The question raised by the case stated is as follows:
"The question for the opinion of the High Court is whether we were correct in concluding that discovery of the offence by the prosecutor did not take place on 19th February 2001 and that the prosecution was therefore not time-barred?"
The essential facts taken from paragraph 2 of the case stated are that on 15th February 2001 Mr Shah purchased a packet of bread rolls, or baps, from the Tesco store in Harrow. When he reached home he noticed that one of the rolls had a piece of wire embedded in it.
On 19th February 2001 he telephoned the Environmental Health Services Department of the London Borough of Harrow. He spoke to an administrative assistant who left a message for Mr Le Brun, an environmental health officer, as follows, "Food complaint. Bought: baps. Found: a piece of metal. Shop, Tesco, Station Rd, Harrow".

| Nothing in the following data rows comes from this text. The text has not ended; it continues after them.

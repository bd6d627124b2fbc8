use std::process::ExitCode;

use clap::error::ErrorKind;
use clap::Parser;
use tracing::error;

use procvisor::{logging, Config, Interval, SetupError, Supervisor};

/// Run one command under supervision: relay its output to syslog and
/// restart it with exponential backoff when it exits.
#[derive(Parser, Debug)]
#[command(name = "procvisor", version, about)]
struct Cli {
    /// Stay in the foreground and echo log records to stderr.
    #[arg(short = 'd')]
    foreground: bool,

    /// Uptime after which the restart delay resets to its initial value.
    #[arg(short = 'c', value_name = "interval", default_value = "15m")]
    cooloff: Interval,

    /// Upper bound on the restart delay.
    #[arg(short = 'm', value_name = "interval", default_value = "1h")]
    maximum: Interval,

    /// Syslog identity; defaults to the basename of the command.
    #[arg(short = 'n', value_name = "name")]
    name: Option<String>,

    /// Initial restart delay.
    #[arg(short = 't', value_name = "interval", default_value = "1s")]
    restart: Interval,

    /// Command to supervise, with its arguments.
    #[arg(
        value_name = "command",
        required = true,
        num_args = 1..,
        trailing_var_arg = true
    )]
    command: Vec<String>,
}

impl Cli {
    fn into_config(self) -> Config {
        let mut cfg = Config::new(self.command);
        if let Some(name) = self.name {
            cfg.name = name;
        }
        cfg.daemonize = !self.foreground;
        cfg.restart = self.restart;
        cfg.cooloff = self.cooloff;
        cfg.maximum = self.maximum;
        cfg
    }
}

/// Detach from the terminal, chdir to `/` and point stdio at /dev/null.
fn daemonize() -> Result<(), SetupError> {
    nix::unistd::daemon(false, false).map_err(|e| SetupError::Daemonize(e.into()))
}

fn main() -> ExitCode {
    let cli = match Cli::try_parse() {
        Ok(cli) => cli,
        Err(e) if matches!(e.kind(), ErrorKind::DisplayHelp | ErrorKind::DisplayVersion) => {
            let _ = e.print();
            return ExitCode::SUCCESS;
        }
        Err(e) => {
            let _ = e.print();
            return ExitCode::FAILURE;
        }
    };
    let cfg = cli.into_config();

    if let Err(e) = logging::init(&cfg.name, cfg.daemonize) {
        eprintln!("procvisor: {e}");
        return ExitCode::FAILURE;
    }
    if cfg.daemonize {
        if let Err(e) = daemonize() {
            error!("{e}");
            return ExitCode::FAILURE;
        }
    }

    let runtime = match tokio::runtime::Builder::new_current_thread()
        .enable_all()
        .build()
    {
        Ok(runtime) => runtime,
        Err(e) => {
            error!("runtime: {e}");
            return ExitCode::FAILURE;
        }
    };

    let outcome = runtime.block_on(async {
        let mut supervisor = Supervisor::new(cfg)?;
        supervisor.run().await
    });
    match outcome {
        Ok(()) => ExitCode::SUCCESS,
        Err(e) => {
            error!("{e}");
            ExitCode::FAILURE
        }
    }
}

#[cfg(test)]
mod tests {
    use super::*;
    use std::time::Duration;

    #[test]
    fn parses_flags_and_command() {
        let cli = Cli::try_parse_from([
            "procvisor", "-d", "-n", "web", "-t", "500", "-c", "10m", "-m", "2h", "nginx", "-g",
            "daemon off;",
        ])
        .unwrap();
        let cfg = cli.into_config();
        assert!(!cfg.daemonize);
        assert_eq!(cfg.name, "web");
        assert_eq!(cfg.restart.duration(), Duration::from_millis(500));
        assert_eq!(cfg.cooloff.duration(), Duration::from_secs(600));
        assert_eq!(cfg.maximum.duration(), Duration::from_secs(7200));
        assert_eq!(cfg.command, ["nginx", "-g", "daemon off;"]);
    }

    #[test]
    fn command_is_required() {
        assert!(Cli::try_parse_from(["procvisor", "-d"]).is_err());
    }

    #[test]
    fn bad_interval_is_a_usage_error() {
        assert!(Cli::try_parse_from(["procvisor", "-t", "10x", "true"]).is_err());
    }

    #[test]
    fn name_defaults_to_command_basename() {
        let cli = Cli::try_parse_from(["procvisor", "/usr/sbin/sshd"]).unwrap();
        assert_eq!(cli.into_config().name, "sshd");
    }
}
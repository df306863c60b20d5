//! easybudget-domain
//!
//! Pure domain models (Money, Transaction, RecurrenceRule, Book, time
//! primitives). No I/O, no CLI, no storage. Only data types and core enums.

pub mod book;
pub mod common;
pub mod money;
pub mod rule;
pub mod transaction;

pub use book::*;
pub use common::*;
pub use money::*;
pub use rule::*;
pub use transaction::*;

Mr Le Brun received that message on that day but he was unable to contact Mr Shah by telephone which is what he had been asked to do, but he spoke to Mrs Shah. Mrs Shah confirmed the purchase of the baps and the discovery of the wire upon opening them. We have, as the magistrates had, the note of that conversation, indeed of both conversations, and it may be convenient to set it out at this stage:
"Rang home number and spoke to wife. Purchased baps last week and when opened there was a piece of wire within it."
It was then recorded that Mrs Shah did not know any other details and a message was left for Mr Shah to make contact.
As it happened Mr Le Brun had a meeting with the general manager of the Tesco store for another reason that day, but he took the opportunity, in the course of that meeting, to refer to the complaint from Mr Shah, and he was informed that the store manager was already aware of the complaint. He was told the staff were harbouring some suspicions that the complaint might be malicious. Mr Le Brun said he would continue with his investigation once he had spoken to Mr Shah.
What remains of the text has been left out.